Saat Perry Kaner pergi bersama Pietro, Celty dan Maxim berjalan ke Kieran.
“Sekali lagi saya berterima kasih karena telah menyelamatkan hidup saya… Di mana Fire Raven?”
Celty membungkuk dengan sopan, dia benar-benar tidak terlihat seperti orang yang memiliki anak panah yang jatuh ke belakang sehari sebelumnya.
“Apa sekarang? Anda masih berpikir bahwa saya adalah Crown Raven? ” Kieran bertanya dengan alis terangkat.

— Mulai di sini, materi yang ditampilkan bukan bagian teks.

//! MaterializeInstances / MaterializeColor / MaterializePath (spec.md §4.9).
//!
//! Each of these reads one or more field buffers (full `f64` precision, via
//! [`crate::field::materialize_field`]) and narrows them into the typed
//! arrays a [`InstanceBatch2D`] or [`PathBatch2D`] actually carries.

use std::sync::Arc;

use core_cache::FrameCache;
use core_model::{
    BufferFormat, BufferKey, ElementType, FieldExprId, InstanceBatch2D, MaterializeColorSpec,
    MaterializeInstancesSpec, MaterializePathSpec, PathBatch2D, PathCommand, RuntimeFault, SlotId,
    StepId, Value,
};
use core_state::StateBuffer;

use crate::field::{materialize_field, FieldContext};

fn to_u8_channel(values: &[f64]) -> Vec<u8> {
    values
        .iter()
        .map(|v| (v.clamp(0.0, 1.0) * 255.0).round() as u8)
        .collect()
}

fn to_f32_channel(values: &[f64]) -> Vec<f32> {
    values.iter().map(|v| *v as f32).collect()
}

/// Materialize a field and narrow it to `f32`, caching the narrowed result
/// in the buffer map keyed by `(fieldExprId, domainSlot, format)` (spec.md
/// §4.4) so repeated narrowing of the same field within a frame (e.g. one
/// position field feeding both `MaterializeInstances` and a debug probe)
/// doesn't redo the conversion.
fn cached_f32_channel(
    ctx: &FieldContext,
    cache: &mut FrameCache,
    state: &mut StateBuffer,
    dt_ms: f64,
    domain_slot: SlotId,
    field_id: FieldExprId,
) -> Result<Arc<Vec<f32>>, RuntimeFault> {
    let key = BufferKey {
        field_expr: field_id,
        domain_slot,
        format: BufferFormat::new(1, ElementType::F32),
    };
    if let Some(hit) = cache.buffer_get(&key) {
        if let Some(buf) = hit.as_object().and_then(|a| a.clone().downcast::<Vec<f32>>().ok()) {
            return Ok(buf);
        }
    }
    let raw = materialize_field(ctx, cache, state, dt_ms, domain_slot, field_id)?;
    let narrowed = Arc::new(to_f32_channel(&raw));
    cache.buffer_set(key, Value::Object(narrowed.clone()));
    Ok(narrowed)
}

/// As [`cached_f32_channel`], narrowing to `u8` (color channels, `alive`
/// flags) instead.
fn cached_u8_channel(
    ctx: &FieldContext,
    cache: &mut FrameCache,
    state: &mut StateBuffer,
    dt_ms: f64,
    domain_slot: SlotId,
    field_id: FieldExprId,
) -> Result<Arc<Vec<u8>>, RuntimeFault> {
    let key = BufferKey {
        field_expr: field_id,
        domain_slot,
        format: BufferFormat::new(1, ElementType::U8),
    };
    if let Some(hit) = cache.buffer_get(&key) {
        if let Some(buf) = hit.as_object().and_then(|a| a.clone().downcast::<Vec<u8>>().ok()) {
            return Ok(buf);
        }
    }
    let raw = materialize_field(ctx, cache, state, dt_ms, domain_slot, field_id)?;
    let narrowed = Arc::new(to_u8_channel(&raw));
    cache.buffer_set(key, Value::Object(narrowed.clone()));
    Ok(narrowed)
}

pub fn materialize_instances(
    ctx: &FieldContext,
    cache: &mut FrameCache,
    state: &mut StateBuffer,
    dt_ms: f64,
    spec: &MaterializeInstancesSpec,
) -> Result<InstanceBatch2D, RuntimeFault> {
    let x = cached_f32_channel(ctx, cache, state, dt_ms, spec.domain_slot, spec.x)?;
    let y = cached_f32_channel(ctx, cache, state, dt_ms, spec.domain_slot, spec.y)?;
    let r = cached_u8_channel(ctx, cache, state, dt_ms, spec.domain_slot, spec.r)?;
    let g = cached_u8_channel(ctx, cache, state, dt_ms, spec.domain_slot, spec.g)?;
    let b = cached_u8_channel(ctx, cache, state, dt_ms, spec.domain_slot, spec.b)?;
    let a = cached_u8_channel(ctx, cache, state, dt_ms, spec.domain_slot, spec.a)?;
    let size = cached_f32_channel(ctx, cache, state, dt_ms, spec.domain_slot, spec.size)?;
    let z = spec
        .z
        .map(|field| cached_f32_channel(ctx, cache, state, dt_ms, spec.domain_slot, field))
        .transpose()?
        .map(|v| (*v).clone());
    let alive = spec
        .alive
        .map(|field| cached_u8_channel(ctx, cache, state, dt_ms, spec.domain_slot, field))
        .transpose()?
        .map(|v| (*v).clone());

    Ok(InstanceBatch2D {
        x: (*x).clone(),
        y: (*y).clone(),
        r: (*r).clone(),
        g: (*g).clone(),
        b: (*b).clone(),
        a: (*a).clone(),
        size: (*size).clone(),
        z,
        alive,
    })
}

/// Packed `u8x4` color buffer (`rgba`), used by [`MaterializeColorSpec`] when
/// `packed` is set; otherwise callers read the four channel arrays out of a
/// [`crate::instances::ColorChannels`] directly.
#[derive(Debug, Clone, PartialEq, Eq)]
pub struct ColorChannels {
    pub r: Vec<u8>,
    pub g: Vec<u8>,
    pub b: Vec<u8>,
    pub a: Vec<u8>,
}

#[derive(Debug, Clone, PartialEq)]
pub enum MaterializedColor {
    Channels(ColorChannels),
    Packed(Vec<u32>),
}

/// Unpack one element's color value: the low 32 bits hold `0xRRGGBBAA`, the
/// convention the compiler uses to let a single scalar field expression
/// produce a whole color (the field/lens vocabulary is scalar-only, so a
/// 4-channel color has to be carried as one packed number instead of a
/// genuine vector field).
fn unpack_rgba(v: f64) -> (u8, u8, u8, u8) {
    let bits = v.round() as i64 as u32;
    (
        (bits >> 24) as u8,
        (bits >> 16) as u8,
        (bits >> 8) as u8,
        bits as u8,
    )
}

pub fn materialize_color(
    ctx: &FieldContext,
    cache: &mut FrameCache,
    state: &mut StateBuffer,
    dt_ms: f64,
    spec: &MaterializeColorSpec,
) -> Result<MaterializedColor, RuntimeFault> {
    let color = materialize_field(ctx, cache, state, dt_ms, spec.domain_slot, spec.color)?;
    if spec.packed {
        Ok(MaterializedColor::Packed(
            color.iter().map(|v| v.round() as i64 as u32).collect(),
        ))
    } else {
        let mut channels = ColorChannels {
            r: Vec::with_capacity(color.len()),
            g: Vec::with_capacity(color.len()),
            b: Vec::with_capacity(color.len()),
            a: Vec::with_capacity(color.len()),
        };
        for v in color.iter() {
            let (r, g, b, a) = unpack_rgba(*v);
            channels.r.push(r);
            channels.g.push(g);
            channels.b.push(b);
            channels.a.push(a);
        }
        Ok(MaterializedColor::Channels(channels))
    }
}

pub fn materialize_path(
    ctx: &FieldContext,
    cache: &mut FrameCache,
    state: &mut StateBuffer,
    dt_ms: f64,
    step: StepId,
    spec: &MaterializePathSpec,
) -> Result<PathBatch2D, RuntimeFault> {
    let cmd_buf = materialize_field(ctx, cache, state, dt_ms, spec.domain_slot, spec.cmd_field)?;
    let point_buf = materialize_field(ctx, cache, state, dt_ms, spec.domain_slot, spec.point_field)?;

    let mut batch = PathBatch2D::default();
    let mut point_cursor = 0usize;
    let mut cmd_start = 0u32;
    let mut point_start = 0u32;
    let mut cur_cmd_len = 0u32;
    let mut cur_point_len = 0u32;

    for raw in cmd_buf.iter() {
        let opcode = PathCommand::from_u16(raw.round() as u16).ok_or(
            RuntimeFault::MissingRequiredTable {
                step,
                kind: "materializePath",
                table: "pathCommandOpcode",
            },
        )?;
        batch.cmds.push(opcode as u16);
        cur_cmd_len += 1;
        let n = opcode.param_count();
        for _ in 0..n {
            let v = point_buf.get(point_cursor).copied().unwrap_or(0.0);
            batch.params.push(v as f32);
            point_cursor += 1;
        }
        cur_point_len += n as u32;
        if matches!(opcode, PathCommand::Close) {
            batch.cmd_start.push(cmd_start);
            batch.cmd_len.push(cur_cmd_len);
            batch.point_start.push(point_start);
            batch.point_len.push(cur_point_len);
            cmd_start += cur_cmd_len;
            point_start += cur_point_len;
            cur_cmd_len = 0;
            cur_point_len = 0;
        }
    }
    if cur_cmd_len > 0 {
        batch.cmd_start.push(cmd_start);
        batch.cmd_len.push(cur_cmd_len);
        batch.point_start.push(point_start);
        batch.point_len.push(cur_point_len);
    }

    Ok(batch)
}

#[cfg(test)]
mod tests {
    use super::*;
    use core_model::{CompiledProgram, ConstPool, Domain, FieldExpr, FieldExprId, FieldRecipe, SlotId, SlotMeta, StorageClass, TimeResolution, World, Value};
    use core_state::ValueStore;
    use std::collections::HashMap;

    fn base_program(field_table: Vec<FieldExpr>, const_pool: ConstPool) -> CompiledProgram {
        CompiledProgram {
            time_model: core_model::TimeModel::Infinite,
            slots: vec![SlotMeta::new(SlotId(0), StorageClass::I32, 0, World::Scalar, Domain::Int)],
            state_layout: Default::default(),
            const_pool,
            signal_table: vec![],
            field_table,
            event_table: vec![],
            schedule: core_model::Schedule::default(),
            initial_slot_values: HashMap::new(),
            output: core_model::OutputSpec {
                primary_output_slot: SlotId(0),
            },
            debug: core_model::DebugMetadata::default(),
            t_abs_slot: SlotId(0),
            t_model_slot: SlotId(0),
            phase_slot: None,
            progress_slot: None,
            wrap_event_slot: None,
        }
    }

    fn no_time() -> TimeResolution {
        TimeResolution {
            t_abs_ms: 0.0,
            t_model_ms: 0.0,
            phase01: None,
            progress01: None,
            wrap: None,
            is_scrub: false,
        }
    }

    #[test]
    fn instances_narrows_colors_to_u8_and_positions_to_f32() {
        let mut pool = ConstPool::new();
        let half = pool.push_f64(0.5);
        let one = pool.push_f64(1.0);
        let fields: Vec<FieldExpr> = (0..7)
            .map(|i| FieldExpr {
                id: FieldExprId(i),
                domain_slot: SlotId(0),
                recipe: FieldRecipe::Const(if i % 2 == 0 { half } else { one }),
                lenses: vec![],
            })
            .collect();
        let program = base_program(fields, pool);
        let mut vs = ValueStore::new(&program.slots);
        vs.load_initial(SlotId(0), Value::I32(2)).unwrap();
        let mut cache = FrameCache::new(0, 7);
        let mut state = StateBuffer::default();
        let time = no_time();
        let attrs = HashMap::new();
        let ctx = FieldContext {
            program: &program,
            value_store: &vs,
            time: &time,
            attributes: &attrs,
            step: StepId(0),
        };
        let spec = MaterializeInstancesSpec {
            domain_slot: SlotId(0),
            x: FieldExprId(0),
            y: FieldExprId(1),
            z: None,
            r: FieldExprId(2),
            g: FieldExprId(3),
            b: FieldExprId(4),
            a: FieldExprId(5),
            size: FieldExprId(6),
            alive: None,
            out_slot: SlotId(1),
        };
        let batch = materialize_instances(&ctx, &mut cache, &mut state, 16.0, &spec).unwrap();
        assert_eq!(batch.len(), 2);
        assert_eq!(batch.r, vec![128, 128]);
        assert_eq!(batch.g, vec![255, 255]);
        assert_eq!(batch.x, vec![0.5, 0.5]);
    }

    #[test]
    fn narrowed_channel_is_cached_in_the_buffer_map() {
        let mut pool = ConstPool::new();
        let c = pool.push_f64(0.5);
        let field = FieldExpr {
            id: FieldExprId(0),
            domain_slot: SlotId(0),
            recipe: FieldRecipe::Const(c),
            lenses: vec![],
        };
        let program = base_program(vec![field], pool);
        let mut vs = ValueStore::new(&program.slots);
        vs.load_initial(SlotId(0), Value::I32(3)).unwrap();
        let mut cache = FrameCache::new(0, 1);
        let mut state = StateBuffer::default();
        let time = no_time();
        let attrs = HashMap::new();
        let ctx = FieldContext {
            program: &program,
            value_store: &vs,
            time: &time,
            attributes: &attrs,
            step: StepId(0),
        };
        let a = cached_f32_channel(&ctx, &mut cache, &mut state, 16.0, SlotId(0), FieldExprId(0)).unwrap();
        let b = cached_f32_channel(&ctx, &mut cache, &mut state, 16.0, SlotId(0), FieldExprId(0)).unwrap();
        assert!(Arc::ptr_eq(&a, &b));
    }

    #[test]
    fn path_groups_commands_up_to_close() {
        // Per-element commands/points come from named attribute streams
        // rather than a uniform recipe, since a real path's command list
        // varies element to element.
        let fields = vec![
            FieldExpr {
                id: FieldExprId(0),
                domain_slot: SlotId(0),
                recipe: FieldRecipe::SourceTag("cmds".into()),
                lenses: vec![],
            },
            FieldExpr {
                id: FieldExprId(1),
                domain_slot: SlotId(0),
                recipe: FieldRecipe::SourceTag("points".into()),
                lenses: vec![],
            },
        ];
        let program = base_program(fields, ConstPool::new());
        let mut vs = ValueStore::new(&program.slots);
        vs.load_initial(SlotId(0), Value::I32(3)).unwrap();
        let mut cache = FrameCache::new(0, 2);
        let mut state = StateBuffer::default();
        let time = no_time();
        let mut attrs = HashMap::new();
        attrs.insert(
            "cmds".to_string(),
            vec![
                PathCommand::MoveTo as u16 as f64,
                PathCommand::LineTo as u16 as f64,
                PathCommand::Close as u16 as f64,
            ],
        );
        attrs.insert("points".to_string(), vec![0.0, 0.0, 1.0, 1.0]);
        let ctx = FieldContext {
            program: &program,
            value_store: &vs,
            time: &time,
            attributes: &attrs,
            step: StepId(0),
        };
        let spec = MaterializePathSpec {
            domain_slot: SlotId(0),
            cmd_field: FieldExprId(0),
            point_field: FieldExprId(1),
            out_slot: SlotId(1),
        };
        let batch = materialize_path(&ctx, &mut cache, &mut state, 16.0, StepId(0), &spec).unwrap();
        assert_eq!(batch.cmds, vec![0, 1, 4]);
        assert_eq!(batch.cmd_start, vec![0]);
        assert_eq!(batch.cmd_len, vec![3]);
        assert_eq!(batch.point_start, vec![0]);
        assert_eq!(batch.point_len, vec![4]);
    }
}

Kieran tidak ingin terlibat dalam kesalahpahaman seperti itu karena dia tahu jika dia akan berpura-pura, akhirnya akan jelek.
“Tidak tidak Tidak!” Celty menjabat tangannya berulang kali dan tampak cemas, tampaknya berusaha menemukan jawaban atas kata-kata Kieran.
Salam Tuhan 2567!
Maxim di sampingnya lalu melangkah ke depan Celty dan berkata atas namanya, “Semua hal terjadi karena suatu alasan. Mungkin karena kebetulan atau kebutuhan… sebelum kita mendapatkan gambaran yang jelas tentang berbagai hal, penilaian apa pun adalah kata-kata yang tidak bertanggung jawab tanpa bukti. ”
“Kami berharap Anda dapat memberi tahu kami lebih banyak dan pada saat yang sama kami akan memberi Anda hadiah yang sesuai. Tentang invasi Prairie, jika itu adalah masalah yang ingin Anda selesaikan, maka kami akan membuat masalah ini lebih mudah dipecahkan! Tentu saja, tidak dengan cara Sekte Viper! ”
Maxim membungkuk lagi setelah selesai.
Kieran menyipitkan mata saat melihat Maxim membungkuk.
Tentu saja, Kieran membutuhkan bantuan setelah dia memilih cara tersulit untuk bertahan melawan tentara Prairies. Pasukan pertahanan yang ditempatkan di Lightning Fortress bukanlah sesuatu yang sangat dia andalkan.
Jika perang berjalan seiring dengan arus pasang, mereka mungkin berguna tetapi begitu situasi menjadi selatan, semua pasukan yang bertahan akan jatuh dalam satu serangan.
Kieran mengangguk ketika dia memikirkan pasukan yang putus asa.
“Ikuti aku.”
Kieran kemudian membawa dua anggota Raven Sekte ke perkemahan pertahanan Warren.
…
Sementara itu di utara Benteng Petir, satu regu pengendara pengintai muncul di tempat yang lebih jauh dari kamp utama Prairies.
Penunggangnya memiliki segel naga terbang merah di baju besi dada kiri mereka.
Lambang Naga Terbang!
…
Sambil berbaring di atas karpet lembut dan dikelilingi oleh beberapa gadis cantik yang sedang memberinya makan dengan anggur, Prairie King tiba-tiba membuka matanya.
Cahaya perak tiba-tiba bersinar di dalam tenda dan membuat para gadis gemetar ketakutan saat mereka berlutut.
“Kamu akhirnya tiba…” Prairies King bergumam.